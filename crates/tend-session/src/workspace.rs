//! Workspace facade.
//!
//! Owns the registry, one orchestrator per page, one view per session, the
//! transport sender and the resize observer. A UI process constructs exactly
//! one and drives it from a single loop.

use std::collections::HashMap;
use std::time::{Duration, Instant};

use tracing::{debug, info, warn};

use tend_core::{AppConfig, Dimensions, Error, PageDirectory, PageKey, Session, SessionId};
use tend_emulator::Emulator;
use tend_transport::{HostToUi, UiSender};

use crate::orchestrator::PageTerminals;
use crate::registry::SessionRegistry;
use crate::resize::ResizeObserver;
use crate::routing::{route_data, Route};
use crate::view::{CloseReason, SessionView};

/// Builds the emulator for a newly mounted session pane.
pub type EmulatorFactory<E> = Box<dyn FnMut(&Session) -> E>;

/// All terminal sessions of one UI process.
pub struct Workspace<E: Emulator> {
    registry: SessionRegistry,
    pages: HashMap<PageKey, PageTerminals>,
    views: HashMap<SessionId, SessionView<E>>,
    visible_page: Option<PageKey>,
    sender: UiSender,
    factory: EmulatorFactory<E>,
    observer: ResizeObserver,
    accept_legacy: bool,
    spawn_timeout: Option<Duration>,
}

impl<E: Emulator> Workspace<E> {
    /// Workspace with default page names, legacy routing on and no spawn
    /// timeout.
    pub fn new(sender: UiSender, factory: EmulatorFactory<E>) -> Self {
        Self::with_parts(PageDirectory::default(), sender, factory, true, None)
    }

    /// Workspace configured from the application config.
    pub fn from_config(config: &AppConfig, sender: UiSender, factory: EmulatorFactory<E>) -> Self {
        Self::with_parts(
            PageDirectory::from_config(&config.pages),
            sender,
            factory,
            config.transport.accept_legacy_data,
            config.terminal.spawn_timeout(),
        )
    }

    fn with_parts(
        pages: PageDirectory,
        sender: UiSender,
        factory: EmulatorFactory<E>,
        accept_legacy: bool,
        spawn_timeout: Option<Duration>,
    ) -> Self {
        Self {
            registry: SessionRegistry::with_pages(pages),
            pages: HashMap::new(),
            views: HashMap::new(),
            visible_page: None,
            sender,
            factory,
            observer: ResizeObserver::new(),
            accept_legacy,
            spawn_timeout,
        }
    }

    /// Make a page the visible one and mount its tabs.
    pub fn show_page(&mut self, page: &PageKey) {
        info!("Showing page {}", page);
        self.visible_page = Some(page.clone());
        page_terminals(&mut self.pages, page).mount(&mut self.registry);

        let unmounted: Vec<Session> = self
            .registry
            .list_for_page(page)
            .into_iter()
            .filter(|s| !self.views.contains_key(&s.id))
            .cloned()
            .collect();
        for session in unmounted {
            self.open_view(&session);
        }
        self.sync_views();
    }

    /// Add a session to a page and make it that page's active tab.
    pub fn add_session(&mut self, page: &PageKey) -> Session {
        let session = page_terminals(&mut self.pages, page).add(&mut self.registry);
        self.open_view(&session);
        self.sync_views();
        session
    }

    /// Switch the active tab of a page. Out-of-range indices change nothing.
    pub fn select_tab(&mut self, page: &PageKey, index: usize) -> Option<SessionId> {
        let selected = page_terminals(&mut self.pages, page).select(&mut self.registry, index);
        if selected.is_some() {
            self.sync_views();
        }
        selected
    }

    /// Close a session at the user's request and tell the host to kill it.
    ///
    /// Unknown ids are a no-op returning `false`.
    pub fn close_session(&mut self, id: SessionId) -> bool {
        self.remove_session(id, CloseReason::User)
    }

    /// Forward input to a session's process. Dropped while not ready.
    pub fn send_input(&mut self, id: SessionId, data: &str) -> bool {
        match self.views.get(&id) {
            Some(view) => view.forward_input(data),
            None => {
                debug!("Dropping input: {}", Error::SessionNotFound(id));
                false
            }
        }
    }

    /// The visible pane changed size; only subscribed views react.
    ///
    /// Returns how many views were resized.
    pub fn resize_visible_pane(&mut self, dimensions: Dimensions) -> usize {
        self.views
            .values_mut()
            .filter(|view| view.has_resize_subscription())
            .map(|view| view.pane_resized(dimensions))
            .filter(|resized| *resized)
            .count()
    }

    /// Apply one message from the host.
    pub fn handle_host_message(&mut self, message: HostToUi) {
        match message {
            HostToUi::Ready { id } => {
                self.mark_ready(id);
            }
            HostToUi::Data(data) => match route_data(&self.registry, &data, self.accept_legacy) {
                Route::Session(id) => {
                    if self.registry.get(id).is_some_and(|s| !s.is_ready) {
                        self.mark_ready(id);
                    }
                    if let Some(view) = self.views.get_mut(&id) {
                        view.write_output(data.bytes());
                    }
                }
                Route::Unknown(id) => debug!("Dropping data for removed session {}", id),
                Route::Ambiguous { live } => {
                    warn!("{}", Error::AmbiguousLegacyRouting { live });
                }
                Route::NoTarget => debug!("Dropping legacy data, no live session"),
                Route::LegacyDisabled => debug!("Dropping legacy data, legacy routing disabled"),
            },
            HostToUi::Exited { id, exit_code } => {
                if self.remove_session(id, CloseReason::Exited { code: exit_code }) {
                    info!("Session {} exited with code {}", id, exit_code);
                } else {
                    debug!("Exit for already removed session {}", id);
                }
            }
        }
    }

    /// Close sessions the host has not acknowledged within the configured
    /// spawn timeout. Returns the reaped ids.
    pub fn reap_unready(&mut self, now: Instant) -> Vec<SessionId> {
        let Some(timeout) = self.spawn_timeout else {
            return Vec::new();
        };

        let stuck: Vec<(SessionId, Duration)> = self
            .views
            .values()
            .filter(|view| !view.is_ready())
            .map(|view| (view.id(), now.saturating_duration_since(view.created_at())))
            .filter(|(_, waited)| *waited >= timeout)
            .collect();

        let mut reaped = Vec::new();
        for (id, waited) in stuck {
            let error = Error::SpawnTimeout {
                id,
                waited_ms: waited.as_millis() as u64,
            };
            warn!("{}", error);
            if self.remove_session(id, CloseReason::SpawnTimeout) {
                reaped.push(id);
            }
        }
        reaped
    }

    /// Close every session and tell the host to kill them.
    ///
    /// Returns how many sessions were closed.
    pub fn shutdown(&mut self) -> usize {
        let ids = self.registry.live_ids();
        let closed = ids
            .into_iter()
            .filter(|id| self.remove_session(*id, CloseReason::User))
            .count();
        info!("Workspace shut down, closed {} sessions", closed);
        closed
    }

    /// Sessions of a page in tab order.
    pub fn sessions_for_page(&self, page: &PageKey) -> Vec<&Session> {
        self.registry.list_for_page(page)
    }

    /// Active session of a page.
    pub fn active_session(&self, page: &PageKey) -> Option<&Session> {
        self.registry.active_for_page(page)
    }

    /// Active tab index of a page, as cached by its orchestrator.
    pub fn active_index(&self, page: &PageKey) -> Option<usize> {
        self.pages.get(page).and_then(PageTerminals::active_index)
    }

    /// The view bound to a session.
    pub fn view(&self, id: SessionId) -> Option<&SessionView<E>> {
        self.views.get(&id)
    }

    /// Currently visible page.
    pub fn visible_page(&self) -> Option<&PageKey> {
        self.visible_page.as_ref()
    }

    /// Number of resize subscriptions currently held.
    pub fn live_resize_subscriptions(&self) -> usize {
        self.observer.live_subscriptions()
    }

    /// The underlying registry.
    pub fn registry(&self) -> &SessionRegistry {
        &self.registry
    }

    fn open_view(&mut self, session: &Session) {
        let emulator = (self.factory)(session);
        let view = SessionView::open(session, emulator, self.sender.clone());
        self.views.insert(session.id, view);
    }

    fn mark_ready(&mut self, id: SessionId) {
        if !self.registry.mark_ready(id) {
            return;
        }
        if let Some(view) = self.views.get_mut(&id) {
            view.mark_ready();
        }
    }

    fn remove_session(&mut self, id: SessionId, reason: CloseReason) -> bool {
        let Some(page) = self.registry.get(id).map(|s| s.page_key.clone()) else {
            return false;
        };

        if let Some(mut view) = self.views.remove(&id) {
            view.close(reason);
        }

        let orchestrator = page_terminals(&mut self.pages, &page);
        let removed = match reason {
            CloseReason::Exited { .. } => orchestrator.handle_exit(&mut self.registry, id),
            _ => orchestrator.close(&mut self.registry, id),
        };
        self.sync_views();
        removed
    }

    fn sync_views(&mut self) {
        let visible = self.visible_page.as_ref();
        for session in self.registry.iter() {
            if let Some(view) = self.views.get_mut(&session.id) {
                let page_visible = visible == Some(&session.page_key);
                view.set_active(session.is_active, page_visible, &self.observer);
            }
        }
    }
}

fn page_terminals<'a>(
    pages: &'a mut HashMap<PageKey, PageTerminals>,
    page: &PageKey,
) -> &'a mut PageTerminals {
    pages
        .entry(page.clone())
        .or_insert_with(|| PageTerminals::new(page.clone()))
}

impl<E: Emulator> std::fmt::Debug for Workspace<E> {
    fn fmt(&self, f: &mut std::fmt::Formatter<'_>) -> std::fmt::Result {
        f.debug_struct("Workspace")
            .field("sessions", &self.registry.len())
            .field("visible_page", &self.visible_page)
            .field("accept_legacy", &self.accept_legacy)
            .field("spawn_timeout", &self.spawn_timeout)
            .finish_non_exhaustive()
    }
}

# Task to carry out
Reproduce word for word the lines of the records above, beginning at the first and ending with the line where "use std::collections::HashMap;" appears, and nothing past it.

# Completed task
filename crates/tend-session/src/workspace.rs
//! Workspace facade.
//!
//! Owns the registry, one orchestrator per page, one view per session, the
//! transport sender and the resize observer. A UI process constructs exactly
//! one and drives it from a single loop.

use std::collections::HashMap;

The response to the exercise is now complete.